IMAfiction #8: Electric Indigo

 

 
 
 
 
 
 
portrait #08
Electric Indigo
a portrait by Michaela Schwentner

Interview: Michaela Schwentner | Camera: Michaela Schwentner, Andreas Gockel | Filmed in: Berlin, Leipzig, Vienna and in trains from Berlin to Leipzig and back, 2015 | Film editing: Michaela Schwentner | Music: Electric Indigo | Sound editing: Robert Eder | Subtitles translation: Kimi Lum | Graphic design: Andreas Rathmanner, FOX | DVD authoring: CSM Production | Film & photo credits: Michael Breyer, Louise Linsenbolz and Thomas Wagensommerer (TE-R) | Special thanks to: Michelle O’Brien and Ed Williams (Ableton Loop Summit, Berlin), Lena Schwarzwälder (Institut für Zukunft, Leipzig), Annelie Fritze (Wien Modern) and Johanna Möslinger (Wiener Konzerthaus) | Film format: 16:9 | Duration: 22:00 | Language: German | Subtitles: English

Christine Kakaire

With her long term, concurrent involvements in DJ club scenes, conceptual experimental composition, dancefloor-focused production, and multimedia installation performance, Susanne Kirchmayr has confirmed, several times over, that she truly stands for the intelligent and distinguished interpretation of electronic music. In rejecting the commonplace practice of separating the creative self out amongst project monikers and alias identities, all facets of Kirchmayr’s creative output exist as a single artistic entity: Electric Indigo.

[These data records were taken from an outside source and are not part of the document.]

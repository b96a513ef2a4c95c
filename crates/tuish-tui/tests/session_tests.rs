//! Session state machine scenarios

use std::cell::{Cell, RefCell};
use std::io;

use tuish_config::{ConfigError, ConfigStore, Configuration};
use tuish_keybinds::{AliasRegistry, Key, Keybind};
use tuish_process::{ProcessError, RunRequest};
use tuish_tui::{BannerLevel, Effect, Focus, FormField, Mode, SessionController};

#[derive(Default)]
struct MemoryStore {
    saved: RefCell<Option<Configuration>>,
    fail: Cell<bool>,
}

impl ConfigStore for MemoryStore {
    fn load(&self) -> tuish_config::Result<Configuration> {
        self.saved
            .borrow()
            .clone()
            .ok_or_else(|| ConfigError::NotFound("memory".into()))
    }

    fn save(&self, config: &Configuration) -> tuish_config::Result<()> {
        if self.fail.get() {
            return Err(ConfigError::Io(io::Error::new(
                io::ErrorKind::PermissionDenied,
                "read-only",
            )));
        }
        *self.saved.borrow_mut() = Some(config.clone());
        Ok(())
    }
}

fn session_with(aliases: &[(&str, &str, Option<char>)]) -> SessionController<MemoryStore> {
    let mut registry =
        AliasRegistry::new(Configuration::with_shell("/bin/sh"), MemoryStore::default());
    for (name, command, key) in aliases {
        registry
            .add(name, command, key.map(|c| Keybind::new(c).unwrap()))
            .unwrap();
    }
    SessionController::new(registry)
}

fn press<S: ConfigStore>(session: &mut SessionController<S>, keys: &[Key]) -> Option<Effect> {
    let mut last = None;
    for key in keys {
        last = session.handle_key(*key);
    }
    last
}

fn type_text<S: ConfigStore>(session: &mut SessionController<S>, text: &str) {
    for c in text.chars() {
        assert_eq!(session.handle_key(Key::Char(c)), None);
    }
}

fn form_field(session: &SessionController<MemoryStore>) -> FormField {
    session.state().mode.form().expect("form is open").field
}

fn form_error(session: &SessionController<MemoryStore>) -> Option<String> {
    session.state().mode.form().and_then(|form| form.error.clone())
}

#[test]
fn test_starts_browsing_actions() {
    let session = session_with(&[]);
    assert_eq!(session.state().mode, Mode::Browsing);
    assert_eq!(session.state().focus, Focus::ActionsPanel);
    assert_eq!(session.state().selected_action_index, 0);
    assert!(session.banner().is_none());
}

#[test]
fn test_navigation_is_clamped() {
    let mut session = session_with(&[
        ("a", "true", None),
        ("b", "true", None),
        ("c", "true", None),
    ]);
    press(&mut session, &[Key::Tab]);
    assert_eq!(session.state().focus, Focus::AliasesPanel);

    press(&mut session, &[Key::Up]);
    assert_eq!(session.state().selected_alias_index, 0);

    press(&mut session, &[Key::Down, Key::Down, Key::Down, Key::Down, Key::Down]);
    assert_eq!(session.state().selected_alias_index, 2);

    press(
        &mut session,
        &[
            Key::BackTab,
            Key::Down,
            Key::Down,
            Key::Down,
            Key::Down,
            Key::Down,
            Key::Down,
        ],
    );
    assert_eq!(session.state().focus, Focus::ActionsPanel);
    assert_eq!(session.state().selected_action_index, 4);
    // The alias selection is untouched by moves in the other panel
    assert_eq!(session.state().selected_alias_index, 2);
}

#[test]
fn test_add_alias_selects_it() {
    let mut session = session_with(&[("first", "true", None)]);
    press(&mut session, &[Key::Enter]);
    type_text(&mut session, "second");
    press(&mut session, &[Key::Enter]);
    type_text(&mut session, "echo two");
    press(&mut session, &[Key::Enter, Key::Enter]);

    assert_eq!(session.state().mode, Mode::Browsing);
    assert_eq!(session.state().selected_alias_index, 1);
    let alias = session.registry().get("second").unwrap();
    assert_eq!(alias.command, "echo two");
    assert_eq!(alias.keybind, None);

    let saved = session.registry().to_configuration();
    assert_eq!(saved.aliases.keys().collect::<Vec<_>>(), vec!["first", "second"]);
}

#[test]
fn test_add_duplicate_name_keeps_form() {
    let mut session = session_with(&[("Example Shell", "bash", None)]);
    press(&mut session, &[Key::Enter]);
    type_text(&mut session, "Example Shell");
    press(&mut session, &[Key::Enter]);
    type_text(&mut session, "zsh");
    press(&mut session, &[Key::Enter, Key::Enter]);

    assert!(matches!(session.state().mode, Mode::AddingAlias(_)));
    assert_eq!(form_field(&session), FormField::Name);
    assert_eq!(
        form_error(&session).as_deref(),
        Some("An alias named 'Example Shell' already exists")
    );
    let form = session.state().mode.form().unwrap();
    assert_eq!(form.command, "zsh");
    assert_eq!(session.registry().len(), 1);
    assert_eq!(session.registry().get("Example Shell").unwrap().command, "bash");
}

#[test]
fn test_add_keybind_in_use_then_fix() {
    let mut session = session_with(&[("A", "echo a", Some('x'))]);
    press(&mut session, &[Key::Enter]);
    type_text(&mut session, "B");
    press(&mut session, &[Key::Enter]);
    type_text(&mut session, "echo b");
    press(&mut session, &[Key::Enter]);
    type_text(&mut session, "x");
    press(&mut session, &[Key::Enter]);

    assert_eq!(form_field(&session), FormField::Keybind);
    assert_eq!(
        form_error(&session).as_deref(),
        Some("Keybind 'x' is already used by 'A'")
    );
    assert!(session.registry().get("B").is_none());

    // Typing replaces the single keybind character and clears the error
    type_text(&mut session, "y");
    assert_eq!(form_error(&session), None);
    press(&mut session, &[Key::Enter]);

    assert_eq!(session.state().mode, Mode::Browsing);
    let b = session.registry().get("B").unwrap();
    assert_eq!(b.keybind, Some(Keybind::new('y').unwrap()));
    assert_eq!(
        session
            .registry()
            .resolve_by_keybind(Keybind::new('x').unwrap())
            .unwrap()
            .name,
        "A"
    );
}

#[test]
fn test_empty_fields_are_rejected() {
    let mut session = session_with(&[]);
    press(&mut session, &[Key::Enter, Key::Enter]);
    assert_eq!(form_field(&session), FormField::Name);
    assert_eq!(form_error(&session).as_deref(), Some("Name cannot be empty"));

    type_text(&mut session, "n");
    press(&mut session, &[Key::Enter, Key::Enter]);
    assert_eq!(form_field(&session), FormField::Command);
    assert_eq!(form_error(&session).as_deref(), Some("Command cannot be empty"));
}

#[test]
fn test_backspace_edits_active_field() {
    let mut session = session_with(&[]);
    press(&mut session, &[Key::Enter]);
    type_text(&mut session, "lsx");
    press(&mut session, &[Key::Backspace]);
    assert_eq!(session.state().mode.form().unwrap().name, "ls");
}

#[test]
fn test_escape_cancels_form() {
    let mut session = session_with(&[]);
    press(&mut session, &[Key::Enter]);
    type_text(&mut session, "half");
    press(&mut session, &[Key::Escape]);

    assert_eq!(session.state().mode, Mode::Browsing);
    assert!(session.registry().is_empty());
}

#[test]
fn test_keybind_char_in_form_is_text() {
    let mut session = session_with(&[("list", "ls", Some('l'))]);
    press(&mut session, &[Key::Enter]);
    assert_eq!(session.handle_key(Key::Char('l')), None);
    assert_eq!(session.state().mode.form().unwrap().name, "l");
}

#[test]
fn test_edit_alias() {
    let mut session = session_with(&[("build", "make", Some('b')), ("test", "make test", None)]);
    press(&mut session, &[Key::Tab, Key::Down, Key::Tab, Key::Down, Key::Enter]);

    let form = session.state().mode.form().unwrap().clone();
    assert!(matches!(session.state().mode, Mode::EditingAlias(_)));
    assert_eq!(form.name, "test");
    assert_eq!(form.field, FormField::Command);

    type_text(&mut session, " -v");
    press(&mut session, &[Key::Enter]);
    type_text(&mut session, "t");
    press(&mut session, &[Key::Enter]);

    assert_eq!(session.state().mode, Mode::Browsing);
    let alias = session.registry().get("test").unwrap();
    assert_eq!(alias.command, "make test -v");
    assert_eq!(alias.keybind, Some(Keybind::new('t').unwrap()));
    assert_eq!(session.banner().unwrap().message, "Updated alias 'test'");
}

#[test]
fn test_edit_keybind_collision() {
    let mut session = session_with(&[("build", "make", Some('b')), ("test", "make test", None)]);
    press(&mut session, &[Key::Tab, Key::Down, Key::Tab, Key::Down, Key::Enter, Key::Enter]);
    type_text(&mut session, "b");
    press(&mut session, &[Key::Enter]);

    assert!(matches!(session.state().mode, Mode::EditingAlias(_)));
    assert_eq!(
        form_error(&session).as_deref(),
        Some("Keybind 'b' is already used by 'build'")
    );
    assert_eq!(session.registry().get("test").unwrap().keybind, None);
}

#[test]
fn test_edit_keeps_own_keybind() {
    let mut session = session_with(&[("build", "make", Some('b'))]);
    press(&mut session, &[Key::Down, Key::Enter]);
    type_text(&mut session, " all");
    press(&mut session, &[Key::Enter, Key::Enter]);

    assert_eq!(session.state().mode, Mode::Browsing);
    let alias = session.registry().get("build").unwrap();
    assert_eq!(alias.command, "make all");
    assert_eq!(alias.keybind, Some(Keybind::new('b').unwrap()));
}

#[test]
fn test_remove_confirmed_and_selection_clamped() {
    let mut session = session_with(&[("a", "true", Some('a')), ("b", "true", Some('b'))]);
    press(&mut session, &[Key::Tab, Key::Down, Key::Tab, Key::Down, Key::Down, Key::Enter]);
    assert_eq!(
        session.state().mode,
        Mode::ConfirmingRemoval { name: "b".into() }
    );

    press(&mut session, &[Key::Char('y')]);
    assert_eq!(session.state().mode, Mode::Browsing);
    assert!(session.registry().get("b").is_none());
    assert_eq!(session.state().selected_alias_index, 0);
    assert!(session
        .registry()
        .resolve_by_keybind(Keybind::new('b').unwrap())
        .is_none());
}

#[test]
fn test_remove_declined() {
    let mut session = session_with(&[("a", "true", None)]);
    press(&mut session, &[Key::Down, Key::Down, Key::Enter, Key::Char('n')]);
    assert_eq!(session.state().mode, Mode::Browsing);
    assert_eq!(session.registry().len(), 1);
}

#[test]
fn test_edit_and_remove_without_aliases() {
    let mut session = session_with(&[]);
    press(&mut session, &[Key::Down, Key::Enter]);
    assert_eq!(session.state().mode, Mode::Browsing);
    assert_eq!(session.banner().unwrap().message, "No aliases to edit");

    press(&mut session, &[Key::Down]);
    assert!(session.banner().is_none());
    press(&mut session, &[Key::Enter]);
    assert_eq!(session.banner().unwrap().message, "No aliases to remove");
}

#[test]
fn test_keybind_runs_alias() {
    let mut session = session_with(&[("greet", "echo 'hi'", Some('g'))]);
    let effect = session.handle_key(Key::Char('g'));

    assert_eq!(effect, Some(Effect::Run(RunRequest::alias("/bin/sh", "echo 'hi'"))));
    assert_eq!(session.state().mode.kind(), tuish_tui::ModeKind::RunningProcess);

    // Keys are inert until the run is reported back
    assert_eq!(session.handle_key(Key::Char('g')), None);
    assert_eq!(session.handle_key(Key::Enter), None);

    session.finish_run(Err(ProcessError::Spawn {
        program: "/bin/sh".into(),
        source: io::Error::new(io::ErrorKind::NotFound, "missing"),
    }));
    assert_eq!(session.state().mode, Mode::Browsing);
    let banner = session.banner().unwrap();
    assert_eq!(banner.level, BannerLevel::Error);
    assert!(banner.message.starts_with("Could not run 'greet'"));
}

#[test]
fn test_enter_on_alias_runs_it() {
    let mut session = session_with(&[("a", "true", None), ("b", "false", None)]);
    let effect = press(&mut session, &[Key::Tab, Key::Down, Key::Enter]);
    assert_eq!(effect, Some(Effect::Run(RunRequest::alias("/bin/sh", "false"))));
}

#[test]
fn test_enter_on_empty_alias_panel() {
    let mut session = session_with(&[]);
    let effect = press(&mut session, &[Key::Tab, Key::Enter]);
    assert_eq!(effect, None);
    assert_eq!(session.state().mode, Mode::Browsing);
}

#[test]
fn test_go_to_shell_and_exit() {
    let mut session = session_with(&[]);
    let effect = press(&mut session, &[Key::Down, Key::Down, Key::Down, Key::Enter]);
    assert_eq!(effect, Some(Effect::Run(RunRequest::interactive("/bin/sh"))));

    session.finish_run(Err(ProcessError::Wait(io::Error::new(io::ErrorKind::Other, "lost"))));
    assert_eq!(session.state().mode, Mode::Browsing);

    let effect = press(&mut session, &[Key::Down, Key::Enter]);
    assert_eq!(effect, Some(Effect::Exit));
}

#[cfg(unix)]
#[test]
fn test_finish_run_reports_failure_exit() {
    use std::os::unix::process::ExitStatusExt;
    use std::process::ExitStatus;

    let mut session = session_with(&[("fail", "exit 3", Some('f'))]);
    session.handle_key(Key::Char('f'));
    session.finish_run(Ok(ExitStatus::from_raw(3 << 8)));

    assert_eq!(session.state().mode, Mode::Browsing);
    assert_eq!(session.banner().unwrap().message, "'fail' exited with: exit code 3");

    session.handle_key(Key::Char('f'));
    session.finish_run(Ok(ExitStatus::from_raw(0)));
    assert!(session.banner().is_none());
}

#[test]
fn test_save_failure_is_reported_but_kept() {
    let store = MemoryStore::default();
    store.fail.set(true);
    let registry = AliasRegistry::new(Configuration::with_shell("/bin/sh"), &store);
    let mut session = SessionController::new(registry);

    press(&mut session, &[Key::Enter]);
    type_text(&mut session, "keep");
    press(&mut session, &[Key::Enter]);
    type_text(&mut session, "true");
    press(&mut session, &[Key::Enter, Key::Enter]);

    assert_eq!(session.state().mode, Mode::Browsing);
    assert!(session.registry().get("keep").is_some());
    let banner = session.banner().unwrap();
    assert_eq!(banner.level, BannerLevel::Error);
    assert!(banner.message.contains("was not saved"));
    assert!(store.saved.borrow().is_none());
}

Electric Indigo’s various endeavours have taken Kirchmayr through niche scenes and communities in Vienna and Berlin, to the traditional practices of stage, screen, and opera, and to paradigm-breaking performances that hinge on forward-looking compositions techniques specifically designed as sophisticated sound art. Through all of these avenues of expression, interest and development, Kirchmayr simply hasn’t been concerned with fragmenting the self. “I don’t have one main activity,” she explained in an interview, “everything I do is split up evenly between performing, working on experimental compositions, DJing and also making some club music.”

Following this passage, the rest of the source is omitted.